There is a big difference between climate and weather
Often, climate changes are discussed in terms of global averages, for example, the average surface area of the Earth has increased about 0.6° ± 0.2°C during the twentieth century and is projected to increase from 1.4 to 5.8 degrees by 2100, which may not seem like very much considering the daily fluctuations we typically see. This is where it is important to remember that there is a big difference between climate and weather. Climate looks at weather patterns over a long time, whereas weather changes day to day. Global averages can be deceiving, as the difference between the global average temperature today and during the last Ice Age was only about 5 degrees Celsius. This increase over the last 100 years has put the world at its highest temperature in the last 1000 years.

How We Know Now

Global temperatures have increased by 0.75 °C (1.35 °F) since between 1860 and 1900. Since 1979, the land temperatures have increased at a rate of 0.25 °C per decade, sea temperatures at a rate of 0.13 °C per decade and lower troposphere temperature increases have been between 0.12 and 0.22 °C per decade. Prior to 1850, the temperature is believed to have been relatively stable for 1,000-2,000 years and 2006 was the warmest year on record according to NOAA since reliable data became available in the late 1800s. The Earth has gone through periods of heating and cooling in the past, with eight glacial cycles in the last 800,000 years according to Antarctic ice cores, but what's concerning about this warming is that it is believed to be outside of the cycle due to human behaviors and is also occurring at a rather rapid rate.

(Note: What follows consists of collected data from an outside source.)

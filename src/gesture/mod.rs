//! Temporal gesture logic: debounce, zone residency and motion patterns

pub mod debounce;
pub mod motion;
pub mod zone;

pub use debounce::{ChannelEvent, ChannelRole, ChannelState, ChannelStatus, DebounceChannel};
pub use motion::{MotionPattern, MotionStats, MotionTracker};
pub use zone::{HoldState, Zone, ZoneTracker, ZoneUpdate};
//! Pitch name lookup
//!
//! Frequencies come from a fixed equal-tempered table for octave 4 and are
//! shifted by powers of two for other octaves.

use crate::error::{Result, SolfaError};

/// Octave the base table is written for
pub const BASE_OCTAVE: i32 = 4;

/// C4 through B4 in Hz
pub const OCTAVE_4_FREQUENCIES: [f64; 12] = [
    261.63, 277.18, 293.66, 311.13, 329.63, 349.23, 369.99, 392.00, 415.30, 440.00, 466.16,
    493.88,
];

/// Chromatic solfege syllables (movable do fixed on C) and their semitone
const SOLFEGE_NAMES: [(&str, u8); 17] = [
    ("do", 0),
    ("di", 1),
    ("ra", 1),
    ("re", 2),
    ("ri", 3),
    ("me", 3),
    ("mi", 4),
    ("fa", 5),
    ("fi", 6),
    ("se", 6),
    ("sol", 7),
    ("si", 8),
    ("le", 8),
    ("la", 9),
    ("li", 10),
    ("te", 10),
    ("ti", 11),
];

/// Letter names with sharps and flats, lowercased
const CHROMATIC_NAMES: [(&str, u8); 17] = [
    ("c", 0),
    ("c#", 1),
    ("db", 1),
    ("d", 2),
    ("d#", 3),
    ("eb", 3),
    ("e", 4),
    ("f", 5),
    ("f#", 6),
    ("gb", 6),
    ("g", 7),
    ("g#", 8),
    ("ab", 8),
    ("a", 9),
    ("a#", 10),
    ("bb", 10),
    ("b", 11),
];

/// Semitone above C for a solfege or letter name, case-insensitive
pub fn semitone_of(name: &str) -> Option<u8> {
    let name = name.trim().to_lowercase();
    SOLFEGE_NAMES
        .iter()
        .chain(CHROMATIC_NAMES.iter())
        .find(|(n, _)| *n == name)
        .map(|&(_, semitone)| semitone)
}

/// Frequency of a semitone (0 = C) in the given octave
pub fn semitone_frequency(semitone: u8, octave: i32) -> f64 {
    let base = OCTAVE_4_FREQUENCIES[usize::from(semitone % 12)];
    base * 2.0_f64.powi(octave - BASE_OCTAVE)
}

/// Frequency of a named pitch in the given octave
pub fn frequency(name: &str, octave: i32) -> Result<f64> {
    semitone_of(name)
        .map(|semitone| semitone_frequency(semitone, octave))
        .ok_or_else(|| SolfaError::UnknownPitchName {
            name: name.to_string(),
        })
}

#[cfg(test)]
mod tests {
    use super::*;
    use approx::assert_relative_eq;
    use test_case::test_case;

    #[test_case("do", 261.63)]
    #[test_case("SOL", 392.00)]
    #[test_case("la", 440.00)]
    #[test_case("ti", 493.88)]
    #[test_case("C#", 277.18)]
    #[test_case("db", 277.18)]
    #[test_case("Bb", 466.16)]
    #[test_case("te", 466.16)]
    #[test_case("fi", 369.99)]
    fn test_octave_4_lookup(name: &str, expected: f64) {
        assert_relative_eq!(frequency(name, 4).unwrap(), expected);
    }

    #[test]
    fn test_octave_doubles_frequency() {
        for name in ["do", "re", "mi", "fa", "sol", "la", "ti", "C#", "Eb"] {
            for octave in 0..8 {
                let low = frequency(name, octave).unwrap();
                let high = frequency(name, octave + 1).unwrap();
                assert_eq!(high, 2.0 * low, "{} octave {}", name, octave);
            }
        }
    }

    #[test]
    fn test_lower_octaves() {
        assert_relative_eq!(frequency("la", 3).unwrap(), 220.0);
        assert_relative_eq!(frequency("la", 5).unwrap(), 880.0);
    }

    #[test]
    fn test_unknown_pitch() {
        let err = frequency("xyz", 4).unwrap_err();
        assert_eq!(err.error_code(), "UNKNOWN_PITCH_NAME");
        assert!(semitone_of("h").is_none());
    }
}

Trying to figure out how much of this warming is due to humans and how much warming will occur in the future is done through complex climate models that try to take into account as many of the natural processes occurring as possible and also try to estimate what the future outputs of various greenhouse gases will be. Climate models have difficulty determining whether warming that occurred from 1910 to 1945 was from human or natural effects, but agree that warming since 1975 is predominantly a result of human behaviors. They also predict future warming from human behaviors, somewhere in the range of a 1.1 °C to 6.4 °C (2.0 °F to 11.5 °F) temperature increase by the end of the 21st century when compared to 1980-1999 levels.

Below are some additional, indirect evidences of climate change, in addition to the direct temperature measurements described above:
  • Pollen Analysis: The study of contemporary and fossil plant particles is used to infer the geographical distribution of plant species, which vary under different climate conditions. Different groups of plants have pollen with distinct shapes and surface textures and tend to have an outer surface that resists degradation, allowing the pollen to be used to get historical data on plant types.
  • Beetles: Similar to pollen analysis, different beetles are known to exist in different climates, so looking at the remains of beetles in an area with respect to age of the remains can help map climate.
  • Glacial Geology: Advancing glaciers leave behind a number of easily distinguishable features. Similarly, the lack of glacier cover can be identified via a number of means, allowing glacier presence or absence to be easily mapped. The IPCC considers glaciers to be one of the most sensitive climate indicators.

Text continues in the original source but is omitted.